(SOURCE MATERIAL Opens)
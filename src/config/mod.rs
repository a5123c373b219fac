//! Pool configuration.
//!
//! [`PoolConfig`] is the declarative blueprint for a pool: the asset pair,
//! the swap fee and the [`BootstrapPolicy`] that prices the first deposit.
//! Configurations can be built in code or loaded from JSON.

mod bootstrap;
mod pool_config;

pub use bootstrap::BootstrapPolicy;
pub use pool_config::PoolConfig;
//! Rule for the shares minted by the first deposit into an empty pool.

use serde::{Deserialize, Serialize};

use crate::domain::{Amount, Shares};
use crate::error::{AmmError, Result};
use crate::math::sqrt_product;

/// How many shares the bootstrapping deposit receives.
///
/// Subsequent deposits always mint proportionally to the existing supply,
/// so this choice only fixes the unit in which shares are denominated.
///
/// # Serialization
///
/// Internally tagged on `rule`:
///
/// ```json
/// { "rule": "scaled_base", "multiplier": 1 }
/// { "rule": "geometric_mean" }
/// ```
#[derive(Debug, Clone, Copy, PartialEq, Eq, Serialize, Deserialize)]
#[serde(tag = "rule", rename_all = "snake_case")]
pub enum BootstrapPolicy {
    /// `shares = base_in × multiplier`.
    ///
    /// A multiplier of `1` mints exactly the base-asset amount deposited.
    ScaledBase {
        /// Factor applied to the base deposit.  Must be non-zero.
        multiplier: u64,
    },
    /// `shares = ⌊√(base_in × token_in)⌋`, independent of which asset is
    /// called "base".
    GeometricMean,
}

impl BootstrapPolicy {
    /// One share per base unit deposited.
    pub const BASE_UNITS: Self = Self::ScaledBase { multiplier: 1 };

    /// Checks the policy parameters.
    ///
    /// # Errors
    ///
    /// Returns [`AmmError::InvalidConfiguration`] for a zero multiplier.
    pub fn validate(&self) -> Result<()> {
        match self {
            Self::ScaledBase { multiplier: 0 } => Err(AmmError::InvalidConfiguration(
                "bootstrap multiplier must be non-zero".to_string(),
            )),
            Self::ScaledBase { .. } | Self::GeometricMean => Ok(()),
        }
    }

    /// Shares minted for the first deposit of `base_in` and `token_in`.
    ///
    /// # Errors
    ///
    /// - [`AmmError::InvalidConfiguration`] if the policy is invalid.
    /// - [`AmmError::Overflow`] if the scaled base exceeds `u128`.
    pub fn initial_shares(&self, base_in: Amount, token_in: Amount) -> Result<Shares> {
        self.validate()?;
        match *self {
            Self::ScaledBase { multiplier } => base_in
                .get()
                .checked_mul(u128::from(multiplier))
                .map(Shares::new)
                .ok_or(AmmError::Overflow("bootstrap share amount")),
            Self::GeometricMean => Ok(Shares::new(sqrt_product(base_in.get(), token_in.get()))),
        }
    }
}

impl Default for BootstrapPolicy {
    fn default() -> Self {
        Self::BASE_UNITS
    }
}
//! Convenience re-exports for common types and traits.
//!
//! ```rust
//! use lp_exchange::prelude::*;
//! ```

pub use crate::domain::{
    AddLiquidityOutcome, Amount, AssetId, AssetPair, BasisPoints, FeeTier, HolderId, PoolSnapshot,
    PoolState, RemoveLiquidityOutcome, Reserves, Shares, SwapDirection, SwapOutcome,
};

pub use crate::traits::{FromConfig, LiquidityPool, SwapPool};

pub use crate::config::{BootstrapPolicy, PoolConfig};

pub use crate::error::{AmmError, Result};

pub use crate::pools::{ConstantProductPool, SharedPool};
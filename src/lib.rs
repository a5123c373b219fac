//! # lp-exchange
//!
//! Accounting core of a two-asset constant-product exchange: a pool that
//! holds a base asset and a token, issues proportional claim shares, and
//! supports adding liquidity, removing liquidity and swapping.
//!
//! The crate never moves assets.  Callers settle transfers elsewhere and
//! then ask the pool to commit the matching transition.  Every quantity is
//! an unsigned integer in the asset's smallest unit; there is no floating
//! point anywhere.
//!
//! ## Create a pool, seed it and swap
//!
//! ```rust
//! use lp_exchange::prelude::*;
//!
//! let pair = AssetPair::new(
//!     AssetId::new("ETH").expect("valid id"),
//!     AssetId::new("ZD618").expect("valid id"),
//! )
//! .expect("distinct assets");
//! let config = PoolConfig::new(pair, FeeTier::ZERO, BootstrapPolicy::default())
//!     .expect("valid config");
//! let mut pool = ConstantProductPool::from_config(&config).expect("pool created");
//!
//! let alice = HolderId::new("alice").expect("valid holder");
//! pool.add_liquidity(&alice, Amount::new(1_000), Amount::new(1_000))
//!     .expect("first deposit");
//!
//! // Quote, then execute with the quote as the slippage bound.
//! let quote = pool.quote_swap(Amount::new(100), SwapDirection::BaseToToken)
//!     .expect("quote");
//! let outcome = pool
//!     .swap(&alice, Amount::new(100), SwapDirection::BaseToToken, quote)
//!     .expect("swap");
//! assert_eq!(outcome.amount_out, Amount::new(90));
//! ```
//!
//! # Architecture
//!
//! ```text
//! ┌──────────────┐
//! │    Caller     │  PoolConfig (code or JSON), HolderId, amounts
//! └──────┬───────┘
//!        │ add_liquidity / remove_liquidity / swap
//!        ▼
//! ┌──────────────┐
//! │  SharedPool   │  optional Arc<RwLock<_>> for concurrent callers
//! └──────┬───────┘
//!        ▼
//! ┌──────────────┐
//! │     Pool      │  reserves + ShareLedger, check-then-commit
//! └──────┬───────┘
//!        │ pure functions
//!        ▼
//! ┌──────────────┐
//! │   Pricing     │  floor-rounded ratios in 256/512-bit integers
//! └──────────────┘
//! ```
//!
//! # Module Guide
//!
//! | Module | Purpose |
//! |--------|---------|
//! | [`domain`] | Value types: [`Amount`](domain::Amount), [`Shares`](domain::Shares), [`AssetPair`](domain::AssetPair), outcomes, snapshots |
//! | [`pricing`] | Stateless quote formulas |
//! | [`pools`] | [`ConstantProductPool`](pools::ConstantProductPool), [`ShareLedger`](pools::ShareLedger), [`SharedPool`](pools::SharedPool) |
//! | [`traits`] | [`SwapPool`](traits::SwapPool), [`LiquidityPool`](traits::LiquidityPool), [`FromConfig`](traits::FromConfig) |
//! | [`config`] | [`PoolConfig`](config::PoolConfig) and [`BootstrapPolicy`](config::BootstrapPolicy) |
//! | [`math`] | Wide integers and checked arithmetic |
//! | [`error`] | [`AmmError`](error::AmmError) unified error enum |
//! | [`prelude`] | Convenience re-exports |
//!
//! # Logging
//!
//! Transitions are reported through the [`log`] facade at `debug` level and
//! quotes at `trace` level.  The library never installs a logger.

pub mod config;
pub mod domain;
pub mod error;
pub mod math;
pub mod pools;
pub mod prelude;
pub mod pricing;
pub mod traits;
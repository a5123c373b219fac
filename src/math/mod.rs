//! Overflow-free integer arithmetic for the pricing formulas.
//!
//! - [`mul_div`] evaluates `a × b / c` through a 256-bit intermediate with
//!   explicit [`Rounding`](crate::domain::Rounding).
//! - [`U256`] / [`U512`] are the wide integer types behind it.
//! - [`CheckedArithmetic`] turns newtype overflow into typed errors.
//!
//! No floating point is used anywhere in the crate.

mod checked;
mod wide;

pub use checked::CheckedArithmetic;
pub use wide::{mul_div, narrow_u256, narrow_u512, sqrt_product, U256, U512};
(SOURCE MATERIAL Closes)
[PROBLEM TO WORK ON]: Please return, exactly as written, the line containing "the pricing formulas." and every line after it through the end of the records above, and nothing else.

[ANSWER BELOW]:
//! Overflow-free integer arithmetic for the pricing formulas.
//!
//! - [`mul_div`] evaluates `a × b / c` through a 256-bit intermediate with
//!   explicit [`Rounding`](crate::domain::Rounding).
//! - [`U256`] / [`U512`] are the wide integer types behind it.
//! - [`CheckedArithmetic`] turns newtype overflow into typed errors.
//!
//! No floating point is used anywhere in the crate.

mod checked;
mod wide;

pub use checked::CheckedArithmetic;
pub use wide::{mul_div, narrow_u256, narrow_u512, sqrt_product, U256, U512};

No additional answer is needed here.